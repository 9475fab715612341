//! Append-or-create NetCDF writers for persisted products.
//!
//! All three products share the layout of the archive they extend: a
//! single unlimited `time` dimension with one f64 column per variable.
//! Writers create the file (and its partition directory) on first use
//! and append along `time` afterwards, so a monthly file accumulates
//! rows as the batch loop walks the period.

use std::path::Path;

use chrono::NaiveDateTime;
use nereus_temporal::epoch_offsets_to_datetimes;
use tracing::debug;

use crate::error::IoError;
use crate::netcdf_read::{open_file, read_1d_f64, read_time_basetime};

/// Per-column attribute metadata: name, standard_name, long_name, units.
type ColumnMeta = (&'static str, &'static str, &'static str, &'static str);

const COLL_COLUMNS: [ColumnMeta; 7] = [
    ("mHs", "model Hs", "significant wave height from wave model", "m"),
    ("mlons", "model lons", "longitudes of associated model grid points", "degrees east"),
    ("mlats", "model lats", "latitudes of associated model grid points", "degrees north"),
    ("sHs", "observed Hs", "significant wave height from wave observation", "m"),
    ("slons", "obs lons", "longitudes of observations", "degrees east"),
    ("slats", "obs lats", "latitudes of observations", "degrees north"),
    ("dists", "dists", "distances between observations and model grids", "km"),
];

const VAL_COLUMNS: [ColumnMeta; 9] = [
    ("mop", "mop", "mean of product (wave model)", "m"),
    ("mor", "mor", "mean of reference (observations)", "m"),
    ("rmsd", "rmsd", "root mean square deviation", "m"),
    ("msd", "msd", "mean square deviation", "m^2"),
    ("corr", "corr", "correlation coefficient", "none"),
    ("mad", "mad", "mean absolute deviation", "m"),
    ("bias", "bias", "Bias (mean error)", "m"),
    ("SI", "SI", "scatter index", "none"),
    ("nov", "nov", "number of values", "none"),
];

/// Column bundle appended to a collocation file.
///
/// All vectors share one length; `times` are seconds since the file's
/// basetime.
#[derive(Debug, Clone, Default, PartialEq)]
pub struct CollocationRows {
    /// Match instants, seconds since the basetime.
    pub times: Vec<f64>,
    /// Model Hs at the matched cell.
    pub model_hs: Vec<f64>,
    /// Matched cell longitudes.
    pub model_lons: Vec<f64>,
    /// Matched cell latitudes.
    pub model_lats: Vec<f64>,
    /// Observed Hs.
    pub obs_hs: Vec<f64>,
    /// Observation longitudes.
    pub obs_lons: Vec<f64>,
    /// Observation latitudes.
    pub obs_lats: Vec<f64>,
    /// Great-circle separation in km.
    pub dists: Vec<f64>,
}

impl CollocationRows {
    /// Number of rows in the bundle.
    pub fn len(&self) -> usize {
        self.times.len()
    }

    /// Whether the bundle holds no rows.
    pub fn is_empty(&self) -> bool {
        self.times.is_empty()
    }

    fn columns(&self) -> [&[f64]; 7] {
        [
            &self.model_hs,
            &self.model_lons,
            &self.model_lats,
            &self.obs_hs,
            &self.obs_lons,
            &self.obs_lats,
            &self.dists,
        ]
    }
}

/// One validation summary row.
///
/// `si` carries the deviation-spread scatter index; `nov` is the pair
/// count stored as f64 alongside the other columns.
#[derive(Debug, Clone, PartialEq)]
pub struct ValidationRow {
    /// Step instant, seconds since the basetime.
    pub time: f64,
    /// Mean of product (model).
    pub mop: f64,
    /// Mean of reference (observations).
    pub mor: f64,
    /// Root mean square deviation.
    pub rmsd: f64,
    /// Mean square deviation.
    pub msd: f64,
    /// Correlation coefficient.
    pub corr: f64,
    /// Mean absolute deviation.
    pub mad: f64,
    /// Bias (mean error).
    pub bias: f64,
    /// Scatter index.
    pub si: f64,
    /// Number of collocated values.
    pub nov: f64,
}

impl ValidationRow {
    fn columns(&self) -> [f64; 9] {
        [
            self.mop, self.mor, self.rmsd, self.msd, self.corr, self.mad, self.bias, self.si,
            self.nov,
        ]
    }
}

/// Collocation columns read back for validation.
#[derive(Debug, Clone, PartialEq)]
pub struct CollocationSeries {
    /// Epoch base declared by the file's time units.
    pub basetime: NaiveDateTime,
    /// Match instants.
    pub times: Vec<NaiveDateTime>,
    /// Model Hs column.
    pub model_hs: Vec<f64>,
    /// Observed Hs column.
    pub obs_hs: Vec<f64>,
}

/// Appends collocation rows, creating the file on first use.
pub fn append_collocation(
    path: &Path,
    basetime: NaiveDateTime,
    rows: &CollocationRows,
) -> Result<(), IoError> {
    ensure_parent(path)?;
    if path.exists() {
        let mut file = netcdf::append(path)?;
        let offset = time_len(&file);
        put_time(&mut file, path, offset, &rows.times)?;
        for ((name, ..), data) in COLL_COLUMNS.iter().zip(rows.columns()) {
            put_column(&mut file, path, name, offset, data)?;
        }
        debug!(path = %path.display(), rows = rows.len(), offset, "collocation rows appended");
    } else {
        let mut file = netcdf::create(path)?;
        file.add_unlimited_dimension("time")?;
        add_time(&mut file, basetime, &rows.times)?;
        for ((name, standard, long, units), data) in COLL_COLUMNS.iter().zip(rows.columns()) {
            add_column(&mut file, name, standard, long, units, data)?;
        }
        debug!(path = %path.display(), rows = rows.len(), "collocation file created");
    }
    Ok(())
}

/// Appends one validation row, creating the file on first use.
pub fn append_validation(
    path: &Path,
    basetime: NaiveDateTime,
    row: &ValidationRow,
) -> Result<(), IoError> {
    ensure_parent(path)?;
    let values = row.columns();
    if path.exists() {
        let mut file = netcdf::append(path)?;
        let offset = time_len(&file);
        put_time(&mut file, path, offset, &[row.time])?;
        for ((name, ..), value) in VAL_COLUMNS.iter().zip(values) {
            put_column(&mut file, path, name, offset, &[value])?;
        }
        debug!(path = %path.display(), offset, "validation row appended");
    } else {
        let mut file = netcdf::create(path)?;
        file.add_unlimited_dimension("time")?;
        add_time(&mut file, basetime, &[row.time])?;
        for ((name, standard, long, units), value) in VAL_COLUMNS.iter().zip(values) {
            add_column(&mut file, name, standard, long, units, &[value])?;
        }
        debug!(path = %path.display(), "validation file created");
    }
    Ok(())
}

/// Writes a full observation dump, replacing any existing file.
///
/// Times are seconds since the altimeter basetime (2000-01-01).
pub fn write_obs_dump(
    path: &Path,
    sat: &str,
    times: &[f64],
    lats: &[f64],
    lons: &[f64],
    hs: &[f64],
) -> Result<(), IoError> {
    ensure_parent(path)?;
    let mut file = netcdf::create(path)?;
    file.add_attribute("title", format!("{sat} altimeter significant wave height"))?;
    file.add_unlimited_dimension("time")?;

    let mut var = file.add_variable::<f64>("time", &["time"])?;
    var.put_attribute("units", "seconds since 2000-01-01 00:00:00")?;
    var.put_values(times, 0..times.len())?;

    let mut var = file.add_variable::<f64>("latitude", &["time"])?;
    var.put_attribute("standard_name", "latitude")?;
    var.put_attribute("units", "degree_north")?;
    var.put_attribute("valid_min", -90.0)?;
    var.put_attribute("valid_max", 90.0)?;
    var.put_values(lats, 0..lats.len())?;

    let mut var = file.add_variable::<f64>("longitude", &["time"])?;
    var.put_attribute("standard_name", "longitude")?;
    var.put_attribute("units", "degree_east")?;
    var.put_attribute("valid_min", -180.0)?;
    var.put_attribute("valid_max", 180.0)?;
    var.put_values(lons, 0..lons.len())?;

    let mut var = file.add_variable::<f64>("Hs", &["time"])?;
    var.put_attribute("standard_name", "sea_surface_wave_significant_height")?;
    var.put_attribute(
        "long_name",
        "Significant wave height estimate from altimeter wave form",
    )?;
    var.put_attribute("units", "m")?;
    var.put_attribute("valid_range", vec![0.0, 25.0])?;
    var.put_values(hs, 0..hs.len())?;

    debug!(path = %path.display(), samples = times.len(), "observation dump written");
    Ok(())
}

/// Reads back the columns validation needs from a collocation file.
pub fn read_collocation(path: &Path) -> Result<CollocationSeries, IoError> {
    let file = open_file(path)?;
    let basetime = read_time_basetime(&file, "time", path)?;
    let offsets = read_1d_f64(&file, &["time"], path)?;
    let model_hs = read_1d_f64(&file, &["mHs"], path)?;
    let obs_hs = read_1d_f64(&file, &["sHs"], path)?;
    let times = epoch_offsets_to_datetimes(basetime, &offsets);
    Ok(CollocationSeries {
        basetime,
        times,
        model_hs,
        obs_hs,
    })
}

fn ensure_parent(path: &Path) -> Result<(), IoError> {
    if let Some(parent) = path.parent() {
        std::fs::create_dir_all(parent)?;
    }
    Ok(())
}

fn time_len(file: &netcdf::FileMut) -> usize {
    file.dimension("time").map_or(0, |d| d.len())
}

fn add_time(
    file: &mut netcdf::FileMut,
    basetime: NaiveDateTime,
    times: &[f64],
) -> Result<(), netcdf::Error> {
    let mut var = file.add_variable::<f64>("time", &["time"])?;
    var.put_attribute("standard_name", "time matches")?;
    var.put_attribute(
        "long_name",
        "associated time steps between model and observation",
    )?;
    var.put_attribute(
        "units",
        format!("seconds since {}", basetime.format("%Y-%m-%d %H:%M:%S")),
    )?;
    var.put_values(times, 0..times.len())?;
    Ok(())
}

fn add_column(
    file: &mut netcdf::FileMut,
    name: &str,
    standard_name: &str,
    long_name: &str,
    units: &str,
    data: &[f64],
) -> Result<(), netcdf::Error> {
    let mut var = file.add_variable::<f64>(name, &["time"])?;
    var.put_attribute("standard_name", standard_name)?;
    var.put_attribute("long_name", long_name)?;
    var.put_attribute("units", units)?;
    var.put_values(data, 0..data.len())?;
    Ok(())
}

fn put_time(
    file: &mut netcdf::FileMut,
    path: &Path,
    offset: usize,
    times: &[f64],
) -> Result<(), IoError> {
    put_column(file, path, "time", offset, times)
}

fn put_column(
    file: &mut netcdf::FileMut,
    path: &Path,
    name: &str,
    offset: usize,
    data: &[f64],
) -> Result<(), IoError> {
    let mut var = file.variable_mut(name).ok_or_else(|| IoError::MissingVariable {
        name: name.to_string(),
        path: path.to_path_buf(),
    })?;
    var.put_values(data, offset..offset + data.len())?;
    Ok(())
}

──────────

→ Work required: State how many lines in the records contain the string "impl". Give the number with no words around it.

→ Written answer: 2